I spent yesterday afternoon combing through Twitter looking through Rector's old stories. A sampling of his articles includes the kerfuffle over banning the sale of sugary drinks on County property, zoning issues in Elkridge, increasing calls for Sheriff Fitzgerald to resign, local government strategy for Hurricane Irene, and both Ellicott City floods.

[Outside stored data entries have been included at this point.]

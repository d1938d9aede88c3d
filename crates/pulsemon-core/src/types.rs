use serde::{Deserialize, Serialize};
use std::fmt;
use std::str::FromStr;

/// One of the twelve standard ECG leads
#[derive(Debug, Clone, Copy, PartialEq, Eq, Hash, Serialize, Deserialize)]
pub enum Lead {
    I,
    II,
    III,
    #[serde(rename = "aVR")]
    AVR,
    #[serde(rename = "aVL")]
    AVL,
    #[serde(rename = "aVF")]
    AVF,
    V1,
    V2,
    V3,
    V4,
    V5,
    V6,
}

impl Lead {
    /// All twelve leads in standard display order
    pub fn all() -> [Lead; 12] {
        [
            Lead::I,
            Lead::II,
            Lead::III,
            Lead::AVR,
            Lead::AVL,
            Lead::AVF,
            Lead::V1,
            Lead::V2,
            Lead::V3,
            Lead::V4,
            Lead::V5,
            Lead::V6,
        ]
    }

    pub fn as_str(&self) -> &'static str {
        match self {
            Lead::I => "I",
            Lead::II => "II",
            Lead::III => "III",
            Lead::AVR => "aVR",
            Lead::AVL => "aVL",
            Lead::AVF => "aVF",
            Lead::V1 => "V1",
            Lead::V2 => "V2",
            Lead::V3 => "V3",
            Lead::V4 => "V4",
            Lead::V5 => "V5",
            Lead::V6 => "V6",
        }
    }

    // Limb leads: I, II, III and the augmented leads
    pub fn is_limb(&self) -> bool {
        matches!(
            self,
            Lead::I | Lead::II | Lead::III | Lead::AVR | Lead::AVL | Lead::AVF
        )
    }

    // Precordial (chest) leads: V1-V6
    pub fn is_precordial(&self) -> bool {
        !self.is_limb()
    }
}

impl fmt::Display for Lead {
    fn fmt(&self, f: &mut fmt::Formatter<'_>) -> fmt::Result {
        f.write_str(self.as_str())
    }
}

impl FromStr for Lead {
    type Err = crate::Error;

    fn from_str(s: &str) -> Result<Self, Self::Err> {
        match s {
            "I" => Ok(Lead::I),
            "II" => Ok(Lead::II),
            "III" => Ok(Lead::III),
            "aVR" | "AVR" | "avr" => Ok(Lead::AVR),
            "aVL" | "AVL" | "avl" => Ok(Lead::AVL),
            "aVF" | "AVF" | "avf" => Ok(Lead::AVF),
            "V1" | "v1" => Ok(Lead::V1),
            "V2" | "v2" => Ok(Lead::V2),
            "V3" | "v3" => Ok(Lead::V3),
            "V4" | "v4" => Ok(Lead::V4),
            "V5" | "v5" => Ok(Lead::V5),
            "V6" | "v6" => Ok(Lead::V6),
            other => Err(crate::Error::Parse(format!("unknown lead: {}", other))),
        }
    }
}

/// ECG test catalogue
///
/// Each mode determines which leads are buffered and displayed.
#[derive(Debug, Clone, Copy, PartialEq, Eq, Serialize, Deserialize)]
#[serde(rename_all = "kebab-case")]
pub enum TestMode {
    LeadII,
    LeadIII,
    SevenLead,
    TwelveLead,
    LiveMonitoring,
}

impl TestMode {
    /// Leads acquired in this mode
    pub fn leads(&self) -> Vec<Lead> {
        match self {
            // The named-lead tests still show the full 12-lead grid
            TestMode::LeadII | TestMode::LeadIII | TestMode::TwelveLead => Lead::all().to_vec(),
            TestMode::SevenLead => vec![
                Lead::V1,
                Lead::V2,
                Lead::V3,
                Lead::V4,
                Lead::V5,
                Lead::V6,
                Lead::II,
            ],
            TestMode::LiveMonitoring => vec![Lead::II],
        }
    }

    pub fn title(&self) -> &'static str {
        match self {
            TestMode::LeadII => "Lead II ECG Test",
            TestMode::LeadIII => "Lead III ECG Test",
            TestMode::SevenLead => "7 Lead ECG Test",
            TestMode::TwelveLead => "12 Lead ECG Test",
            TestMode::LiveMonitoring => "ECG Live Monitoring",
        }
    }
}

impl FromStr for TestMode {
    type Err = crate::Error;

    fn from_str(s: &str) -> Result<Self, Self::Err> {
        match s {
            "lead-ii" | "Lead II ECG Test" => Ok(TestMode::LeadII),
            "lead-iii" | "Lead III ECG Test" => Ok(TestMode::LeadIII),
            "seven-lead" | "7 Lead ECG Test" => Ok(TestMode::SevenLead),
            "twelve-lead" | "12 Lead ECG Test" => Ok(TestMode::TwelveLead),
            "live-monitoring" | "ECG Live Monitoring" => Ok(TestMode::LiveMonitoring),
            other => Err(crate::Error::Parse(format!("unknown test mode: {}", other))),
        }
    }
}

/// Acquisition statistics
#[derive(Debug, Default, Clone, Serialize, Deserialize)]
pub struct AcquisitionStats {
    pub frames_received: u64,
    pub frames_dropped: u64,
    pub parse_errors: u64,
    pub live_writes: u64,
    pub last_frame_timestamp: u64,
}

impl AcquisitionStats {
    pub fn new() -> Self {
        Self::default()
    }

    // Record a decoded frame
    pub fn record_frame(&mut self, timestamp: u64) {
        self.frames_received += 1;
        self.last_frame_timestamp = timestamp;
    }

    // Record a line dropped for wrong arity
    pub fn record_drop(&mut self) {
        self.frames_dropped += 1;
    }

    // Record an unparseable line
    pub fn record_parse_error(&mut self) {
        self.parse_errors += 1;
    }

    // Record a live-file write
    pub fn record_live_write(&mut self) {
        self.live_writes += 1;
    }
}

I was looking for something in particular. Twitter didn’t help. A trip to Google provided me with just enough material to share some screenshots with you:



Screenshot from Technical.ly




Screenshots from Baltimore Sun
 
In May of 2013, The Baltimore Sun announced the creation of a blog called “Gay Matters,” to be written by Michael Gold and Kevin Rector. P In 2013 this kind of coverage of LGBTQIA+ issues in mainstream media was long overdue and yet it somehow made the Sun looking “daring.” Had they finally left their “so last century” mindset? I was really excited to see this happening. I looked forward to reading Gay Matters and learning from it, sharing it. 

And then, almost as soon as it had begun, “Gay Matters” disappeared. I’ve never known what happened there but it certainly looks like someone pulled the plug on it. My assumption (yes I know what they say) is that the Sun didn’t have the courage of its convictions. 

What a lost opportunity. 

Now it’s 2024. Michael Gold is a politics correspondent for the New York Times, Kevin Rector covers legal affairs for the LA Times, and people are still trying to make queer people invisible. In many ways it feels more violent and more frightening than it was in 2013.

As Rector writes:

With the protection of children as their stated rationale, today’s most ardent conservatives have taken up as a cornerstone of their political platform the idea that our nation and its children would be a lot better off if everyone under the LGBTQ+ umbrella were shoved collectively back into the closet, so that the rest of the country might move forward pretending we don’t exist.

He continues;

But we do exist. And thank goodness.

LGBTQ+ people have helped define this country. Our contributions to the nation’s cultural identity are indelible.

Yes, thank goodness. 

A shoutout to Kevin Rector and his persistent refusal to be invisible despite the current wave of haters that would like nothing more than to see him sit down and shut up.